The problem
Please count the lines in the records below that include the word "with" and report only the total.

Materials provided
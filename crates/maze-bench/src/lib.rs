//! Benchmark profiles and reference data for maze-builder.
//!
//! - [`red_brinstar_rooms`]: twelve real room layouts with their doors.
//! - [`reference_profile`]: 40×20 map, radius-2 actions, the layout used
//!   for throughput measurements.
//! - [`stress_profile`]: same map with a large batch.

#![forbid(unsafe_code)]
#![deny(rustdoc::broken_intra_doc_links)]

use maze_core::{AreaTag, CatalogError, Direction, RoomCatalog, RoomDef};
use maze_engine::EnvConfig;

const LEFT: Direction = Direction::Left;
const RIGHT: Direction = Direction::Right;
const UP: Direction = Direction::Up;

/// Area tag shared by every Red Brinstar room.
pub const RED_BRINSTAR: AreaTag = AreaTag(1);

/// Red Brinstar room definitions, in catalog order.
pub fn red_brinstar_rooms() -> Vec<RoomDef> {
    let column = |n: usize| vec![vec![1]; n];
    vec![
        RoomDef::new(66, "Red Tower", column(10))
            .door(LEFT, 0, 4)
            .door(LEFT, 0, 6)
            .door(LEFT, 0, 9)
            .door(RIGHT, 0, 0)
            .door(RIGHT, 0, 9),
        RoomDef::new(
            67,
            "Red Brinstar Fireflea Room",
            vec![vec![1; 8], vec![1, 1, 0, 0, 1, 1, 0, 0]],
        )
        .door(LEFT, 0, 0)
        .door(RIGHT, 7, 0),
        RoomDef::new(68, "X-Ray Scope Room", vec![vec![1, 1]]).door(RIGHT, 1, 0),
        RoomDef::new(69, "Bat Room", vec![vec![1, 1]])
            .door(LEFT, 0, 0)
            .door(RIGHT, 1, 0),
        RoomDef::new(70, "Below Spazer", vec![vec![1, 1], vec![1, 1]])
            .door(LEFT, 0, 1)
            .door(RIGHT, 1, 0)
            .door(RIGHT, 1, 1),
        RoomDef::new(71, "Spazer Room", column(1)).door(LEFT, 0, 0),
        RoomDef::new(74, "Hellway", vec![vec![1, 1, 1]])
            .door(LEFT, 0, 0)
            .door(RIGHT, 2, 0),
        RoomDef::new(
            75,
            "Caterpillar Room",
            vec![
                vec![1, 0, 0],
                vec![1, 0, 0],
                vec![1, 0, 0],
                vec![1, 1, 1],
                vec![1, 0, 0],
                vec![1, 0, 0],
                vec![1, 0, 0],
                vec![1, 0, 0],
            ],
        )
        .door(LEFT, 0, 3)
        .door(LEFT, 0, 5)
        .door(LEFT, 0, 7)
        .door(RIGHT, 2, 3)
        .door(RIGHT, 0, 4)
        .door(UP, 0, 0),
        RoomDef::new(76, "Alpha Power Bomb Room", vec![vec![1, 1, 1]]).door(RIGHT, 2, 0),
        RoomDef::new(77, "Beta Power Bomb Room", vec![vec![1, 1], vec![1, 0]])
            .door(RIGHT, 1, 0),
        RoomDef::new(320, "Caterpillar Save Room", column(1)).door(LEFT, 0, 0),
        RoomDef::new(319, "Sloaters Refill", column(1)).door(RIGHT, 0, 0),
    ]
    .into_iter()
    .map(|def| def.area(RED_BRINSTAR))
    .collect()
}

/// Populate [`red_brinstar_rooms`] into a catalog.
pub fn red_brinstar_catalog() -> Result<RoomCatalog, CatalogError> {
    RoomCatalog::new(red_brinstar_rooms())
}

/// Reference profile: 40×20 map, radius 2, history 5, episode length 100.
pub fn reference_profile(num_envs: usize, seed: u64) -> EnvConfig {
    EnvConfig {
        map_width: 40,
        map_height: 20,
        action_radius: 2,
        num_envs,
        history_size: 5,
        episode_length: 100,
        seed,
    }
}

/// Stress profile: [`reference_profile`] with 4096 instances.
pub fn stress_profile(seed: u64) -> EnvConfig {
    reference_profile(4096, seed)
}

Solution below
3